Acupuncture removal method: the physician first slowly out the head needle to the subcutaneous, and then quickly pulls out, pulling the needle with a sterile cotton ball to press the needle hole to prevent bleeding.

2.6. Outcome measures

2.6.1. Primary outcome measures

(1) FMA-UE will be used to evaluate the patients' upper limb movement function.

This scale is one of the most widely used clinical scales for assessing upper extremity motor recovery after stroke, with 33 items, divided into 3 levels of scores, 0, 1, and 2 points respectively, according to the degree of task completion, and the total score was 66, with higher patient scores suggesting better motor function. FMA-UE is quantified by indicators and has the advantages of being detailed, reliable, and sensitive, which has been established as a standardized assessment tool to measure upper limb movement function (27).

Assessment time points: baseline, and 2 weeks, 4 weeks, 3 months, and 6 months after treatment.

(2) SEP will be used to assess the sensory function.

SEP is the potential induced in different parts of the central nervous conduction pathway after the skin or peripheral nerve receives certain pulse electrical stimulation. It has the advantages of high sensitivity, strong specificity, and repeatability (28). As an objective test, it excludes the influence of patient's subjective factors, which makes the evaluation results more reliable; SEP not only provides an objective assessment of stroke limb sensory function and feedback on the therapeutic effect of limb rehabilitation, but also guides the formulation of limb rehabilitation protocols and clinical treatment, and is considered an important reference indicator for predicting the prognosis of stroke limb function (29, 30). The main observations of SEP are latency and wave amplitude, with latency related to the brain white matter and wave amplitude related to axons and cortex. N20 arises in the primary somatosensory cortex and is the first near-field potential of SEP (31). In this study, an EMG-evoked potential device (Dantec, Denmark) will be used for median nerve SEP testing. A saddle stimulating electrode will be placed 2–3 cm above the transverse carpal tunnel of the upper limb on the hemiplegic side of the patient. According to the 10–20 international system of EEG electrode placement (32), the recording electrodes were located at C3' & C4' of the head contralateral to the limb under test, and the reference electrode is placed at Fz. The electrode impedance will be kept below 5 kΩ. Constant current square wave pulses will be used with a frequency set at 5 Hz and a pulse width of 0.2 ms, with a stimulation intensity sufficient to elicit slight thumb movement. Two median nerve N20 SEP examinations will be performed for each evaluation, each time superimposed 200 times, and the latency and wave amplitude of the N20 wave will be recorded, and the average value of the two times will be taken as the final test result.
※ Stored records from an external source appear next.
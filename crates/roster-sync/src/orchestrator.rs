//! The sync run: diff the upstream catalog against the published one, then
//! research, write and publish each missing artist in turn.

use std::path::PathBuf;
use std::sync::Arc;
use std::time::Duration;

use chrono::Utc;
use roster_adapters::{
    AdapterError, ContentGenerator, ImageProvider, PublishedCatalogProvider, Publisher,
    SearchHit, SynthesisProvider, UpstreamCatalogProvider, WebResearchProvider,
};
use roster_core::{
    ArtistCandidate, ArtistFailure, ErrorKind, MediaId, PublishedArtist, QueueStatus,
    ResearchResult, RunStatus, SocialLinks, SyncLockInfo, SyncRunReport, SyncStatus,
};
use roster_storage::{
    LockMetadata, QueueError, QueueStats, ResearchQueue, RunStore, SnapshotStore, SqlitePool,
    StorageError, SyncLock,
};
use serde::Serialize;
use thiserror::Error;
use tracing::{debug, info, info_span, warn, Instrument};
use uuid::Uuid;

use crate::audit::{audit_duplicates, DuplicateGroup};
use crate::diff::{compute_diff, CatalogDiff, PublishedIndex, DEFAULT_NEAR_MATCH_THRESHOLD};
use crate::research::{degraded_description, format_research, research_queries};
use crate::rules::CatalogRules;
use crate::social::SocialLinkFinder;

const HITS_PER_QUERY: usize = 5;

#[derive(Debug, Error)]
pub enum SyncError {
    #[error("a sync run is already in progress (holder: {})", .holder.as_deref().unwrap_or("unknown"))]
    Conflict { holder: Option<String> },
    #[error("configuration error: {0}")]
    Configuration(String),
    #[error(transparent)]
    Storage(#[from] StorageError),
    #[error(transparent)]
    Queue(#[from] QueueError),
    #[error("fetching the upstream catalog failed: {0}")]
    Upstream(#[source] AdapterError),
    #[error("fetching the published catalog failed: {0}")]
    Published(#[source] AdapterError),
    #[error("run aborted at {stage} for {artist}: {message}")]
    Stage {
        artist: String,
        stage: &'static str,
        kind: ErrorKind,
        message: String,
    },
    #[error(transparent)]
    Other(#[from] anyhow::Error),
}

impl SyncError {
    pub fn kind(&self) -> ErrorKind {
        match self {
            SyncError::Conflict { .. } => ErrorKind::Conflict,
            SyncError::Configuration(_) => ErrorKind::Configuration,
            SyncError::Storage(err) => err.kind(),
            SyncError::Queue(err) => err.kind(),
            SyncError::Upstream(err) | SyncError::Published(err) => err.kind(),
            SyncError::Stage { kind, .. } => *kind,
            SyncError::Other(_) => ErrorKind::Storage,
        }
    }
}

/// Everything the run talks to outside its own database.
#[derive(Clone)]
pub struct Collaborators {
    pub upstream: Arc<dyn UpstreamCatalogProvider>,
    pub published: Arc<dyn PublishedCatalogProvider>,
    pub search: Arc<dyn WebResearchProvider>,
    pub synthesis: Arc<dyn SynthesisProvider>,
    pub content: Arc<dyn ContentGenerator>,
    pub images: Arc<dyn ImageProvider>,
    pub publisher: Arc<dyn Publisher>,
}

#[derive(Debug, Clone)]
pub struct OrchestratorSettings {
    pub inter_artist_delay: Duration,
    /// Spacing between social-profile searches.
    pub search_delay: Duration,
    pub near_match_threshold: f64,
    pub lock_metadata: LockMetadata,
}

impl Default for OrchestratorSettings {
    fn default() -> Self {
        Self {
            inter_artist_delay: Duration::from_secs(5),
            search_delay: Duration::from_millis(1_500),
            near_match_threshold: DEFAULT_NEAR_MATCH_THRESHOLD,
            lock_metadata: LockMetadata::default(),
        }
    }
}

pub struct SyncStores {
    pub queue: ResearchQueue,
    pub lock: SyncLock,
    pub runs: RunStore,
    pub snapshots: SnapshotStore,
}

impl SyncStores {
    pub fn new(pool: SqlitePool, lock_max_age: Duration, snapshot_dir: impl Into<PathBuf>) -> Self {
        Self {
            queue: ResearchQueue::new(pool.clone()),
            lock: SyncLock::with_max_age(pool.clone(), lock_max_age),
            runs: RunStore::new(pool),
            snapshots: SnapshotStore::new(snapshot_dir),
        }
    }

    /// Last recorded run overlaid with the live lock: a held, non-stale
    /// lock reads as running.
    pub async fn status(&self) -> Result<StatusSnapshot, SyncError> {
        let mut sync = self.runs.latest().await?;
        let lock = self.lock.info().await?;
        if lock.as_ref().is_some_and(|info| !info.stale) {
            sync.status = RunStatus::Running;
        }
        let queue = self.queue.stats().await?;
        Ok(StatusSnapshot { sync, lock, queue })
    }
}

#[derive(Debug, Clone, Copy, Default, PartialEq, Eq)]
pub struct RunOptions {
    pub max_artists: Option<usize>,
    pub use_cached_snapshot: bool,
}

#[derive(Debug, Clone, Serialize)]
pub struct QueuePopulation {
    pub added: usize,
    pub total: usize,
    pub stats: QueueStats,
}

/// Last run plus what is happening right now.
#[derive(Debug, Clone, Serialize)]
pub struct StatusSnapshot {
    #[serde(flatten)]
    pub sync: SyncStatus,
    pub lock: Option<SyncLockInfo>,
    pub queue: QueueStats,
}

#[derive(Debug)]
struct StageFailure {
    stage: &'static str,
    kind: ErrorKind,
    message: String,
}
Assessment time points: baseline, and 4 weeks after treatment.

2.6.2. Secondary outcome measures

(1) WMFT will be utilized to evaluate upper extremity motor function, the WMFT scale contains 15 assessment tasks, items 1–7 mainly test single-joint motor function, and items 8–15 test the ability of multiple joints to move. Each item is divided into 6 levels of scoring according to the degree of task completion, with a maximum score of 5 and a minimum score of 0. The total score is 75. Higher scores tend to indicate better upper limb motor function. This scale not only evaluates the quality of the patient's task completion but also provides a record of the time of task completion. It has been demonstrated to be highly reliable and valid for assessing upper extremity motor dysfunction after stroke (33).

Assessment time points: baseline, and 2 weeks, 4 weeks, 3 months, and 6 months after treatment.

(2) UEFT will also be used as a scale to evaluate upper limb motor function in this trial. This scale contains 33 activities, which are divided into categories I~VI, of which categories I ~IV mainly check the grasping and finger-pinching functions of the hand and categories V~VI mainly assess the overall function and coordination of the upper limbs. Each activity was divided into four levels, with a score of 0 indicating that all activities could not be completed; a score of 1 indicating that only part of the activities could be completed; a score of 2 indicating that the activities could be completed, but the movements were slow or clumsy; and a score of 3 indicating that the activities could be completed normally (34).

Assessment time points: baseline, and 2 weeks, 4 weeks, 3 months, and 6 months after treatment.

(3) The Chinese version of reNSA will be used to assess upper limb sensory function, which includes the sensory of light touch, temperature, pinprick, pressure, and proprioception in the shoulder, elbow, wrist, and hands, and stereognosis in both hands. Light touch, temperature, pinprick, and pressure sensation were divided into 3 levels, for a total of 64 points; proprioception was divided into 4 levels (0–3 points), for a total of 24 points. Stereognosis was assessed by asking patients to perceive different objects placed in their hands, a total of 10 points. Yang et al. conducted cross-cultural adjustment and reliability and validity tests of the scale and noted that the Chinese version of reNSA can be used to assess the sensory function of stroke patients and provide an objective basis for rehabilitation planning (35).

Assessment time points: baseline, and 2 weeks, 4 weeks, 3 months, and 6 months after treatment.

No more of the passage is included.